use chrono::{DateTime, NaiveDate, Utc};
use serde::{Deserialize, Serialize};

/// Forecast document as returned by weatherapi.com.
///
/// Field names mirror the API JSON so the same type is used to parse responses
/// and to serialize cached payloads.
#[derive(Debug, Clone, PartialEq, Serialize, Deserialize)]
pub struct WeatherDocument {
    pub location: LocationInfo,
    pub current: CurrentConditions,
    /// Absent on `current.json` responses.
    #[serde(default)]
    pub forecast: Forecast,
}

#[derive(Debug, Clone, PartialEq, Serialize, Deserialize)]
pub struct LocationInfo {
    pub name: String,
    pub region: String,
    pub country: String,
    pub lat: f64,
    pub lon: f64,
    #[serde(rename = "localtime")]
    pub local_time: String,
}

#[derive(Debug, Clone, PartialEq, Serialize, Deserialize)]
pub struct CurrentConditions {
    pub temp_c: f64,
    pub temp_f: f64,
    pub condition: Condition,
    pub wind_kph: f64,
    pub wind_dir: String,
    pub humidity: u8,
    #[serde(rename = "feelslike_c")]
    pub feels_like_c: f64,
}

#[derive(Debug, Clone, PartialEq, Serialize, Deserialize)]
pub struct Condition {
    pub text: String,
    pub icon: String,
    pub code: i32,
}

#[derive(Debug, Clone, PartialEq, Default, Serialize, Deserialize)]
pub struct Forecast {
    #[serde(rename = "forecastday")]
    pub days: Vec<ForecastDay>,
}

#[derive(Debug, Clone, PartialEq, Serialize, Deserialize)]
pub struct ForecastDay {
    pub date: NaiveDate,
    pub day: DaySummary,
    pub astro: Astro,
    #[serde(rename = "hour", default)]
    pub hours: Vec<HourForecast>,
}

#[derive(Debug, Clone, PartialEq, Serialize, Deserialize)]
pub struct DaySummary {
    #[serde(rename = "maxtemp_c")]
    pub max_temp_c: f64,
    #[serde(rename = "mintemp_c")]
    pub min_temp_c: f64,
    pub condition: Condition,
    #[serde(rename = "daily_chance_of_rain")]
    pub chance_of_rain: u8,
}

#[derive(Debug, Clone, PartialEq, Serialize, Deserialize)]
pub struct Astro {
    pub sunrise: String,
    pub sunset: String,
}

#[derive(Debug, Clone, PartialEq, Serialize, Deserialize)]
pub struct HourForecast {
    pub time: String,
    pub temp_c: f64,
    pub condition: Condition,
}

/// Search result from the location autocomplete endpoint.
#[derive(Debug, Clone, PartialEq, Serialize, Deserialize)]
pub struct LocationSuggestion {
    pub id: i64,
    pub name: String,
    pub region: String,
    pub country: String,
    pub lat: f64,
    pub lon: f64,
}

impl LocationSuggestion {
    /// Query string that pins the lookup to this suggestion's coordinates.
    pub fn coordinate_query(&self) -> String {
        coordinate_query(self.lat, self.lon)
    }

    pub fn label(&self) -> String {
        if self.region.is_empty() {
            format!("{}, {}", self.name, self.country)
        } else {
            format!("{}, {}, {}", self.name, self.region, self.country)
        }
    }
}

/// A position reported by the location provider.
#[derive(Debug, Clone, Copy, PartialEq)]
pub struct LocationFix {
    pub latitude: f64,
    pub longitude: f64,
    pub recorded_at: DateTime<Utc>,
}

impl LocationFix {
    pub fn new(latitude: f64, longitude: f64) -> Self {
        Self { latitude, longitude, recorded_at: Utc::now() }
    }

    pub fn coordinate_query(&self) -> String {
        coordinate_query(self.latitude, self.longitude)
    }
}

/// `"lat,lon"` in the form the weather API accepts for `q`.
pub fn coordinate_query(lat: f64, lon: f64) -> String {
    format!("{lat},{lon}")
}

/// One cached weather document plus its cache metadata.
#[derive(Debug, Clone, PartialEq, Eq)]
pub struct WeatherSnapshot {
    pub location_key: String,
    pub fetched_at_millis: i64,
    /// JSON-serialized [`WeatherDocument`].
    pub payload: String,
    pub is_current_location: bool,
}

impl WeatherSnapshot {
    pub fn from_document(
        document: &WeatherDocument,
        fetched_at: DateTime<Utc>,
        is_current_location: bool,
    ) -> serde_json::Result<Self> {
        Ok(Self {
            location_key: document.location.name.clone(),
            fetched_at_millis: fetched_at.timestamp_millis(),
            payload: serde_json::to_string(document)?,
            is_current_location,
        })
    }

    pub fn document(&self) -> serde_json::Result<WeatherDocument> {
        serde_json::from_str(&self.payload)
    }
}

#[cfg(test)]
pub(crate) mod fixtures {
    use super::*;

    pub fn condition(text: &str) -> Condition {
        Condition { text: text.to_string(), icon: "//cdn.weatherapi.com/113.png".into(), code: 1000 }
    }

    pub fn document(name: &str) -> WeatherDocument {
        WeatherDocument {
            location: LocationInfo {
                name: name.to_string(),
                region: "City of London, Greater London".into(),
                country: "United Kingdom".into(),
                lat: 51.52,
                lon: -0.11,
                local_time: "2024-09-08 14:05".into(),
            },
            current: CurrentConditions {
                temp_c: 18.0,
                temp_f: 64.4,
                condition: condition("Partly cloudy"),
                wind_kph: 11.2,
                wind_dir: "WSW".into(),
                humidity: 72,
                feels_like_c: 17.5,
            },
            forecast: Forecast {
                days: vec![ForecastDay {
                    date: NaiveDate::from_ymd_opt(2024, 9, 8).unwrap(),
                    day: DaySummary {
                        max_temp_c: 20.1,
                        min_temp_c: 12.4,
                        condition: condition("Patchy rain nearby"),
                        chance_of_rain: 86,
                    },
                    astro: Astro { sunrise: "06:29 AM".into(), sunset: "07:31 PM".into() },
                    hours: vec![HourForecast {
                        time: "2024-09-08 00:00".into(),
                        temp_c: 14.0,
                        condition: condition("Clear"),
                    }],
                }],
            },
        }
    }
}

____________________

Lines from the top of the entries through the line with "serialize cached payloads." are to be transcribed exactly, and nothing more.

use chrono::{DateTime, NaiveDate, Utc};
use serde::{Deserialize, Serialize};

/// Forecast document as returned by weatherapi.com.
///
/// Field names mirror the API JSON so the same type is used to parse responses
/// and to serialize cached payloads.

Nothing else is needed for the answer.